Cosgrove received an CBE to her services the criminal justice system in Scotland. Having once been told "the bar is no place for a woman", she broke the 'glass ceiling' in Scotland's legal profession and has always encouraged other women to follow in her footsteps, advocating equality for women through her own achievements.

==Early life==
Hazel Josephine Aronson was born on 2 January 1946 in Glasgow, the daughter of Moses Aron Aronson and Julia Tobias. She is of Ashkenazi Jewish origin with Russian-Jewish ancestry (all of her 4 grandparents lived in the Pale of Settlement and fled due to constant pogroms). She was educated at Glasgow High School for Girls. Cosgrove studied at the School of Law of the University of Glasgow, graduating LL.B. in 1966, the first in her family to attend university.

==Legal career==
In 1968, Cosgrove was admitted to the Faculty of Advocates. When she revealed to other members of the legal profession, which was dominantly male, she wanted to become an advocate, she was told "the bar is no place for a woman". She used her maiden name, Aronson, until 1996 after the judiciary preferred for her to use her maiden name, however, she thought otherwise.

Cosgrove served as Standing Junior Counsel to the Department of Trade from 1977 to 1979, and took silk to become a Queen's Counsel in 1991. She was the first woman to serve as a Sheriff of Glasgow and Strathkelvin from 1979 to 1983 and of Lothian and Borders at Edinburgh from 1983 to 1996. She was a member of the Parole Board for Scotland from 1988 to 1991, Chairman of the Mental Welfare Commission from 1991 to 1996, and Chairman of the Expert Panel on Sex Offending from 1997 to 2001.

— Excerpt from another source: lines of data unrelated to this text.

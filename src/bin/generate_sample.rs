//! Writes deterministic synthetic inputs for the three analyses under
//! `data/`, shaped like the public datasets they stand in for.

use std::fmt::Write as _;
use std::path::Path;
use std::sync::Arc;

use anyhow::{Context, Result};
use arrow::array::{ArrayRef, Float64Array, Int64Array, StringArray};
use arrow::datatypes::{DataType, Field, Schema};
use arrow::record_batch::RecordBatch;
use chrono::{Datelike, Months, NaiveDate};
use parquet::arrow::ArrowWriter;

/// Minimal deterministic PRNG (xoshiro256**)
struct SimpleRng {
    state: [u64; 4],
}

impl SimpleRng {
    fn new(seed: u64) -> Self {
        let mut s = [0u64; 4];
        let mut x = seed;
        for slot in &mut s {
            x = x.wrapping_mul(6364136223846793005).wrapping_add(1);
            *slot = x;
        }
        SimpleRng { state: s }
    }

    fn next_u64(&mut self) -> u64 {
        let result = (self.state[1].wrapping_mul(5)).rotate_left(7).wrapping_mul(9);
        let t = self.state[1] << 17;
        self.state[2] ^= self.state[0];
        self.state[3] ^= self.state[1];
        self.state[1] ^= self.state[2];
        self.state[0] ^= self.state[3];
        self.state[2] ^= t;
        self.state[3] = self.state[3].rotate_left(45);
        result
    }

    fn next_f64(&mut self) -> f64 {
        (self.next_u64() >> 11) as f64 / (1u64 << 53) as f64
    }

    fn below(&mut self, n: usize) -> usize {
        (self.next_u64() % n as u64) as usize
    }

    /// Box-Muller transform for normal distribution
    fn gauss(&mut self, mean: f64, std_dev: f64) -> f64 {
        let u1 = self.next_f64().max(1e-15);
        let u2 = self.next_f64();
        let z = (-2.0 * u1.ln()).sqrt() * (2.0 * std::f64::consts::PI * u2).cos();
        mean + std_dev * z
    }
}

// ---------------------------------------------------------------------------
// Iris
// ---------------------------------------------------------------------------

struct Flower {
    measurements: [f64; 4],
    species: &'static str,
}

fn iris_rows(rng: &mut SimpleRng) -> Vec<Flower> {
    // per-species (mean, std) of sepal length/width, petal length/width
    let species: [(&str, [(f64, f64); 4]); 3] = [
        ("Iris-setosa", [(5.01, 0.35), (3.43, 0.38), (1.46, 0.17), (0.25, 0.11)]),
        ("Iris-versicolor", [(5.94, 0.52), (2.77, 0.31), (4.26, 0.47), (1.33, 0.20)]),
        ("Iris-virginica", [(6.59, 0.64), (2.97, 0.32), (5.55, 0.55), (2.03, 0.27)]),
    ];
    let mut rows = Vec::with_capacity(150);
    for (name, dims) in &species {
        for _ in 0..50 {
            let mut measurements = [0.0; 4];
            for (m, &(mean, sd)) in measurements.iter_mut().zip(dims) {
                // one decimal like the original measurements
                *m = (rng.gauss(mean, sd).max(0.1) * 10.0).round() / 10.0;
            }
            rows.push(Flower { measurements, species: *name });
        }
    }
    rows
}

const IRIS_COLUMNS: [&str; 4] = ["SepalLengthCm", "SepalWidthCm", "PetalLengthCm", "PetalWidthCm"];

fn write_iris_csv(path: &Path, rows: &[Flower]) -> Result<()> {
    let mut writer = csv::Writer::from_path(path)
        .with_context(|| format!("creating {}", path.display()))?;
    writer.write_record(std::iter::once("Id").chain(IRIS_COLUMNS).chain(["Species"]))?;
    for (i, row) in rows.iter().enumerate() {
        let mut record = vec![(i + 1).to_string()];
        record.extend(row.measurements.iter().map(|m| format!("{m:.1}")));
        record.push(row.species.to_string());
        writer.write_record(&record)?;
    }
    writer.flush()?;
    Ok(())
}

fn write_iris_parquet(path: &Path, rows: &[Flower]) -> Result<()> {
    let mut fields = vec![Field::new("Id", DataType::Int64, false)];
    let mut columns: Vec<ArrayRef> = vec![Arc::new(Int64Array::from_iter_values(1..=rows.len() as i64))];
    for (k, name) in IRIS_COLUMNS.iter().enumerate() {
        fields.push(Field::new(*name, DataType::Float64, false));
        columns.push(Arc::new(Float64Array::from_iter_values(
            rows.iter().map(|r| r.measurements[k]),
        )));
    }
    fields.push(Field::new("Species", DataType::Utf8, false));
    columns.push(Arc::new(StringArray::from_iter_values(rows.iter().map(|r| r.species))));

    let schema = Arc::new(Schema::new(fields));
    let batch = RecordBatch::try_new(schema.clone(), columns).context("building iris batch")?;

    let file = std::fs::File::create(path).with_context(|| format!("creating {}", path.display()))?;
    let mut writer = ArrowWriter::try_new(file, schema, None)?;
    writer.write(&batch)?;
    writer.close()?;
    Ok(())
}

// ---------------------------------------------------------------------------
// Unemployment
// ---------------------------------------------------------------------------

fn last_day_of_month(first: NaiveDate) -> Option<NaiveDate> {
    first.checked_add_months(Months::new(1))?.pred_opt()
}

fn write_unemployment(path: &Path, rng: &mut SimpleRng) -> Result<()> {
    let regions = [
        ("Andhra Pradesh", 5.5),
        ("Assam", 4.5),
        ("Bihar", 10.5),
        ("Delhi", 16.0),
        ("Kerala", 8.0),
        ("Tripura", 25.0),
    ];
    let start = NaiveDate::from_ymd_opt(2019, 5, 1).context("start date")?;

    // Kaggle's export pads every header and cell with a leading space
    let mut text = String::from(
        "Region, Date, Frequency, Estimated Unemployment Rate (%), Estimated Employed, \
         Estimated Labour Participation Rate (%), Area\n",
    );
    for (region, base) in &regions {
        for area in ["Rural", "Urban"] {
            for m in 0..14 {
                let first = start + Months::new(m);
                let Some(date) = last_day_of_month(first) else {
                    continue;
                };
                // lockdown spike in April and May 2020
                let shock = if first.year() == 2020 && (4..=5).contains(&first.month()) { 15.0 } else { 0.0 };
                let urban = if area == "Urban" { 2.0 } else { 0.0 };
                let rate = (base + urban + shock + rng.gauss(0.0, 1.2)).max(0.0);
                let employed = 4_000_000.0 + rng.gauss(0.0, 250_000.0);
                let participation = 42.0 + rng.gauss(0.0, 2.5);
                let _ = writeln!(
                    text,
                    "{region}, {}, Monthly, {rate:.2}, {employed:.0}, {participation:.2}, {area}",
                    date.format("%d-%m-%Y")
                );
            }
        }
    }
    // the real file ends with blank records
    text.push_str(",,,,,,\n,,,,,,\n");
    std::fs::write(path, text).with_context(|| format!("writing {}", path.display()))
}

// ---------------------------------------------------------------------------
// Car prices
// ---------------------------------------------------------------------------

fn write_cars(path: &Path, rng: &mut SimpleRng) -> Result<()> {
    let models = [
        ("ritz", 5.6),
        ("sx4", 9.5),
        ("ciaz", 9.9),
        ("swift", 6.9),
        ("fortuner", 30.6),
        ("innova", 18.6),
        ("city", 13.6),
        ("Royal Enfield Classic 350", 1.5),
    ];
    let fuels = ["Petrol", "Petrol", "Petrol", "Diesel", "CNG"];

    let mut writer = csv::Writer::from_path(path)
        .with_context(|| format!("creating {}", path.display()))?;
    writer.write_record([
        "Car_Name",
        "Year",
        "Selling_Price",
        "Present_Price",
        "Kms_Driven",
        "Fuel_Type",
        "Seller_Type",
        "Transmission",
        "Owner",
    ])?;
    for _ in 0..300 {
        let (name, list_price) = models[rng.below(models.len())];
        let year = 2004 + rng.below(15) as i64;
        let age = (2019 - year) as f64;
        let present = (list_price * (1.0 + rng.gauss(0.0, 0.08))).max(0.3);
        let kms = (5_000.0 + age * 9_000.0 + rng.gauss(0.0, 8_000.0)).max(500.0) as i64;
        let fuel = fuels[rng.below(fuels.len())];
        let seller = if rng.next_f64() < 0.35 { "Individual" } else { "Dealer" };
        let transmission = if rng.next_f64() < 0.13 { "Automatic" } else { "Manual" };
        let owner = if rng.next_f64() < 0.05 { 1 } else { 0 };

        let mut price = present * 0.88f64.powf(age) - kms as f64 / 400_000.0;
        if fuel == "Diesel" {
            price *= 1.15;
        }
        if seller == "Individual" {
            price *= 0.9;
        }
        let price = (price + rng.gauss(0.0, 0.2)).max(0.1);

        writer.write_record([
            name.to_string(),
            year.to_string(),
            format!("{price:.2}"),
            format!("{present:.2}"),
            kms.to_string(),
            fuel.to_string(),
            seller.to_string(),
            transmission.to_string(),
            owner.to_string(),
        ])?;
    }
    writer.flush()?;
    Ok(())
}

fn main() -> Result<()> {
    let dir = Path::new("data");
    std::fs::create_dir_all(dir).with_context(|| format!("creating {}", dir.display()))?;
    let mut rng = SimpleRng::new(42);

    let flowers = iris_rows(&mut rng);
    write_iris_csv(&dir.join("iris.csv"), &flowers)?;
    write_iris_parquet(&dir.join("iris.parquet"), &flowers)?;
    write_unemployment(&dir.join("unemployment.csv"), &mut rng)?;
    write_cars(&dir.join("car data.csv"), &mut rng)?;

    println!(
        "Wrote {} flowers, 168 unemployment records and 300 cars to {}",
        flowers.len(),
        dir.display()
    );
    Ok(())
}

== Senator of the College of Justice ==

=== Appointment ===

"The public must have confidence that its legal system is representative of and has the ability to respond to and deal with the needs and problems of all of its citizens. A profession which is not truly representative of all of its citizens cannot enjoy that confidence. The increasing presence of women in the profession will, I believe, be a positive force."
— Lady Cosgrove speaks to students at Strathclyde University

In 1992, Cosgrove served as a temporary judge for the Court of Session and High Court. After a vacancy was held in 1996, she was nominated by Prime Minister John Major to be appointed as a Senator of the College of Justice. She was appointed on 12 July 1996, becoming the first woman to be appointed as a judge in College of Justice. She used the judicial title, Lady Cosgrove.

=== Tenure ===
In February 2003, Lady Cosgrove was appointed to the Inner House of the Court of Session and sworn of Her Majesty's Privy Council. She received a CBE in 2004 for services to the criminal justice system in Scotland, and has also been awarded honorary degrees from a number of institutions. Lady Cosgrove retired as a Senator of the College of Justice on 24 March 2006 shortly after her 60th birthday, however she still sits on the bench occasionally when there is a shortage of judges.

== Personal life ==
Cosgrove now lives in London with her husband John Cosgrove, a retired dental surgeon, the son of Dr Isaac Cosgrove, Glasgow Rabbi and Freemason. They have two children: a son and a daughter. She has a younger sister Danielle who is a solicitor.